Être d’accord sur les termes, la base de toute communication

A voir les réactions que suscitent le terme « AntiBlabla » il me semble intéressant d’en proposer une définition. Commençons par nous interroger sur : C’est quoi le blabla ? Je pense que cela n’est pas une question de quantité mais une question de netteté. Nos idées nécessitent parfois un développement copieux pour permettre au public d’en comprendre toutes les subtilités. La difficulté consiste à développer une argumentation qui facilite la compréhension plutôt qu’une argumentation qui la floute. Je définirai donc le Blabla comme « un trop plein d’information visant à renforcer la compréhension d’un message et qui produit l’effet inverse ». Ce qui conduit alors à définir l’AntiBlabla comme : « La juste quantité d’informations permettant de saisir toutes les subtilités d’une idées ». Mais est-ce bien suffisant ?

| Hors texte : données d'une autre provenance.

//! Field parsing utilities for checklist page tokens
//!
//! This module converts the raw text captured between page markers into typed
//! values: dates, effort durations and distances, and species counts. Every
//! parser returns `Error::DataValidation` on malformed input; the extractor
//! attaches the checklist identifier and field name.

use crate::constants::{self, KM_PER_MILE, MINUTES_PER_HOUR};
use crate::{Error, Result};
use chrono::NaiveDate;

/// Parse the observation date from a `datetime` attribute value
///
/// Accepts `YYYY-MM-DD` optionally followed by a time part
/// (`2020-10-24T07:15`); the time is ignored.
pub fn parse_date(token: &str) -> Result<NaiveDate> {
    let date_part = token.split('T').next().unwrap_or_default().trim();

    NaiveDate::parse_from_str(date_part, "%Y-%m-%d").map_err(|e| {
        Error::data_validation(format!(
            "Invalid date format '{}' (expected 'YYYY-MM-DD'): {}",
            token, e
        ))
    })
}

/// Parse an effort duration badge into minutes
///
/// Recognized forms:
/// - `"45 min"` → 45
/// - `"2 h"` / `"2 hr"` → 120
/// - `"1 h, 30 min"` → 90
pub fn parse_duration(token: &str) -> Result<f64> {
    let token = token.trim();
    let (value, rest) = split_leading_number(token)
        .map_err(|e| Error::data_validation(format!("Invalid duration '{}': {}", token, e)))?;
    let unit = rest.trim_start();

    if unit.starts_with('h') {
        let mut minutes = value * MINUTES_PER_HOUR;
        if let Some(comma) = unit.find(',') {
            let remainder = unit[comma + 1..].trim_start();
            let (extra, _) = split_leading_number(remainder).map_err(|e| {
                Error::data_validation(format!(
                    "Invalid minutes remainder in duration '{}': {}",
                    token, e
                ))
            })?;
            minutes += extra;
        }
        Ok(minutes)
    } else if unit.starts_with('m') {
        Ok(value)
    } else {
        Err(Error::data_validation(format!(
            "Unrecognized duration unit in '{}' (expected hours or minutes)",
            token
        )))
    }
}

/// Parse an effort distance badge into kilometers
///
/// `"2.5 mi"` is converted to kilometers; `"3 km"` passes through.
pub fn parse_distance(token: &str) -> Result<f64> {
    let token = token.trim();
    let (value, rest) = split_leading_number(token)
        .map_err(|e| Error::data_validation(format!("Invalid distance '{}': {}", token, e)))?;
    let unit = rest.trim();

    if unit.starts_with("mi") {
        Ok(value * KM_PER_MILE)
    } else if unit.starts_with("km") {
        Ok(value)
    } else {
        Err(Error::data_validation(format!(
            "Unrecognized distance unit in '{}' (expected mi or km)",
            token
        )))
    }
}

/// Parse a species count; the token "X" means present but not counted (0)
pub fn parse_count(token: &str) -> Result<u32> {
    let token = token.trim();
    if token == constants::UNCOUNTED_TOKEN {
        return Ok(0);
    }

    token.parse::<u32>().map_err(|e| {
        Error::data_validation(format!("Invalid species count '{}': {}", token, e))
    })
}

/// Split a token into its leading decimal number and the remaining text
fn split_leading_number(token: &str) -> std::result::Result<(f64, &str), String> {
    let end = token
        .find(|c: char| !(c.is_ascii_digit() || c == '.'))
        .unwrap_or(token.len());

    if end == 0 {
        return Err("no leading numeric value".to_string());
    }

    let value = token[..end]
        .parse::<f64>()
        .map_err(|e| format!("'{}' is not a number ({})", &token[..end], e))?;

    Ok((value, &token[end..]))
}

/// Normalize captured page text for use as a name
///
/// Decodes the HTML entities eBird emits in names (`Cooper&#39;s Hawk`),
/// collapses whitespace runs to one space and trims the ends.
pub fn clean_text(raw: &str) -> String {
    normalize_ws(&decode_entities(raw))
}

/// Collapse runs of whitespace into a single space and trim
pub fn normalize_ws(s: &str) -> String {
    let mut out = String::with_capacity(s.len());
    let mut prev_space = false;
    for ch in s.chars() {
        if ch.is_whitespace() {
            if !prev_space {
                out.push(' ');
                prev_space = true;
            }
        } else {
            out.push(ch);
            prev_space = false;
        }
    }
    out.trim().to_string()
}

/// Decode named and numeric HTML character references
///
/// Unknown or malformed references are kept verbatim.
pub fn decode_entities(s: &str) -> String {
    let mut out = String::with_capacity(s.len());
    let mut rest = s;

    while let Some(amp) = rest.find('&') {
        out.push_str(&rest[..amp]);
        let candidate = &rest[amp..];

        // References are short; a distant ';' belongs to something else
        let decoded = candidate
            .find(';')
            .filter(|&semi| semi <= 10)
            .and_then(|semi| decode_reference(&candidate[1..semi]).map(|ch| (ch, semi)));

        match decoded {
            Some((ch, semi)) => {
                out.push(ch);
                rest = &candidate[semi + 1..];
            }
            None => {
                out.push('&');
                rest = &candidate[1..];
            }
        }
    }

    out.push_str(rest);
    out
}

fn decode_reference(name: &str) -> Option<char> {
    match name {
        "amp" => Some('&'),
        "lt" => Some('<'),
        "gt" => Some('>'),
        "quot" => Some('"'),
        "apos" => Some('\''),
        "nbsp" => Some(' '),
        _ => {
            let number = name.strip_prefix('#')?;
            let code = match number.strip_prefix(['x', 'X']) {
                Some(hex) => u32::from_str_radix(hex, 16).ok()?,
                None => number.parse::<u32>().ok()?,
            };
            char::from_u32(code)
        }
    }
}
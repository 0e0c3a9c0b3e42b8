//! Shared test utilities and fixtures for checklist parser tests

use crate::constants::markers;
use std::collections::HashMap;


/// Builder for synthetic checklist pages using the real page markers
#[derive(Debug, Clone)]
pub struct ChecklistPageBuilder {
    date: String,
    location: String,
    owner: String,
    other_participants: Vec<String>,
    protocol: String,
    duration: Option<String>,
    distance: Option<String>,
    sublists: Vec<Vec<(String, String)>>,
}

impl Default for ChecklistPageBuilder {
    fn default() -> Self {
        Self {
            date: "2020-10-24".to_string(),
            location: "Jamaica Bay Wildlife Refuge".to_string(),
            owner: "Ada Lovelace".to_string(),
            other_participants: Vec::new(),
            protocol: "Traveling".to_string(),
            duration: Some("1 h, 30 min".to_string()),
            distance: Some("2.5 mi".to_string()),
            sublists: vec![Vec::new()],
        }
    }
}

impl ChecklistPageBuilder {
    pub fn new() -> Self {
        Self::default()
    }

    pub fn date(mut self, date: &str) -> Self {
        self.date = date.to_string();
        self
    }

    pub fn location(mut self, location: &str) -> Self {
        self.location = location.to_string();
        self
    }

    pub fn owner(mut self, owner: &str) -> Self {
        self.owner = owner.to_string();
        self
    }

    pub fn other_participant(mut self, name: &str) -> Self {
        self.other_participants.push(name.to_string());
        self
    }

    /// Set the protocol; stationary drops the distance badge, incidental
    /// drops both effort badges
    pub fn protocol(mut self, protocol: &str) -> Self {
        self.protocol = protocol.to_string();
        match protocol {
            "Traveling" => {}
            "Stationary" => self.distance = None,
            _ => {
                self.duration = None;
                self.distance = None;
            }
        }
        self
    }

    pub fn duration(mut self, duration: Option<&str>) -> Self {
        self.duration = duration.map(str::to_string);
        self
    }

    pub fn distance(mut self, distance: Option<&str>) -> Self {
        self.distance = distance.map(str::to_string);
        self
    }

    /// Add a species line to the most recent sub-list
    pub fn species(mut self, name: &str, count: &str) -> Self {
        if let Some(list) = self.sublists.last_mut() {
            list.push((name.to_string(), count.to_string()));
        }
        self
    }

    /// Start an "additional species" sub-list from a shared checklist
    pub fn shared_sublist(mut self) -> Self {
        self.sublists.push(Vec::new());
        self
    }

    pub fn build(&self) -> String {
        let mut html = String::from(
            "<!DOCTYPE html>\n<html><head><title>eBird Checklist</title></head><body>\n",
        );

        html.push_str(&format!(
            "<div class=\"SectionHeading\">{}{}T07:15\">{}</time></div>\n",
            markers::DATE_OPEN, self.date, self.date
        ));
        html.push_str(&format!(
            "<div>{}<span>{}</span></div>\n",
            markers::LOCATION_LABEL,
            self.location
        ));
        html.push_str(&format!(
            "<div>{}<span>{}</span></div>\n",
            markers::OWNER_LABEL,
            self.owner
        ));

        if !self.other_participants.is_empty() {
            html.push_str(&format!(
                "<div><h6>{}</h6>\n<ul class=\"Breadcrumbs Breadcrumbs--comma\">\n",
                markers::OTHER_PARTICIPANTS_LABEL
            ));
            for name in &self.other_participants {
                html.push_str(&format!(
                    "<li>{}{}</span></li>\n",
                    markers::PARTICIPANT_OPEN,
                    name
                ));
            }
            html.push_str("</ul></div>\n");
        }

        html.push_str(&format!(
            "<div>{}{}</span>\n",
            markers::PROTOCOL_OPEN,
            self.protocol
        ));
        if let Some(duration) = &self.duration {
            html.push_str(&format!("{}{}</span>\n", markers::DURATION_OPEN, duration));
        }
        if let Some(distance) = &self.distance {
            html.push_str(&format!("{}{}</span>\n", markers::DISTANCE_OPEN, distance));
        }
        html.push_str("</div>\n");

        html.push_str(markers::SPECIES_LIST_START);
        html.push('\n');
        for (index, list) in self.sublists.iter().enumerate() {
            if index > 0 {
                html.push_str(&format!(
                    "{}Additional species from a shared checklist</h3>\n",
                    markers::ADDITIONAL_SPECIES
                ));
            }
            for (name, count) in list {
                html.push_str(&species_section(name, count));
            }
        }
        html.push_str("</div>\n");
        html.push_str(markers::SPECIES_LIST_END);
        html.push_str("<p>eBird</p></div>\n</body></html>\n");

        html
    }
}

/// Render one species section
pub fn species_section(name: &str, count: &str) -> String {
    format!(
        "{}\n<h5 class=\"Heading\">{}{}</span></h5>\n<div>{}<span>{}</span></div>\n{}\n",
        markers::SECTION_OPEN,
        markers::SPECIES_NAME_OPEN,
        name,
        markers::NUMBER_OBSERVED_LABEL,
        count,
        markers::SECTION_CLOSE
    )
}

/// Taxonomy covering every species used by the parser fixtures
pub fn create_test_taxonomy() -> HashMap<String, u32> {
    [
        ("Canada Goose", 280),
        ("Mallard", 336),
        ("American Black Duck", 343),
        ("duck sp.", 400),
        ("Greater/Lesser Scaup", 411),
        ("Cooper's Hawk", 8560),
        ("Dark-eyed Junco", 31712),
        ("Dark-eyed Junco (Slate-colored)", 31720),
    ]
    .into_iter()
    .map(|(name, order)| (name.to_string(), order))
    .collect()
}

L’AntiBlabla est-il une question de quantité ?

Il est certain que plus un message est court, plus il sera facile de le retenir. Mais je peux vous transmettre un message court comme :  » Le rôle des protéines Lin 15 A et réthinoblasmose dans la reprogrammation cellulaire in vivo chez C. Elegans » et je doute que juste après avoir lu ces lignes vous soyez capable de reformuler. Je me trompe ? Vous penserez surement que vous n’êtes pas dans un domaine d’expertise qui vous permette de comprendre ce message. Vous avez raison ! Certains messages nous sont inaccessibles par manque de connaissances. Mais ce message est-il, pour les initiés, un message Blabla ou AntiBlabla ? Je pense que nous pouvons admettre plusieurs réponses. Oui et non et toutes les nuances entre les 2. La question que cela soulève est : faut-il rendre nos messages accessibles à tous ou, si nous sommes entre gens du même monde garder un niveau d’expertise élevée, utiliser du jargon, rester sur des idées conceptuelles ?

Témoignage d’un savant

Jeff Hawkins est chercheur en neuroscience. Il raconte que lorsqu’il fait des conférences devant ses pairs il ne pratique pas le même langage que lorsqu’il intervient devant un public plus large de « curieux ». Nous pourrions alors nous dire qu’en effet entre gens du même monde nous pouvons garder un langage conceptuel et abstrait. Mais Jeff Hawkins révèle que s’il pratique un langage adapté selon l’auditoire c’est davantage pour assurer sa crédibilité devant un public de pairs (parfois exigent) que parce qu’il pense que cela produit une meilleure réflexion. Il ajoute que lorsqu’il a suffisamment assis son autorité il redescend sur le terrain du langage simple, celui qu’il pratique avec les « curieux ». Parce que selon lui il n’y a que sur la base d’échanges simples et accessibles que nous pouvons envisager de nouvelles idées, de nouvelles pistes de réflexion.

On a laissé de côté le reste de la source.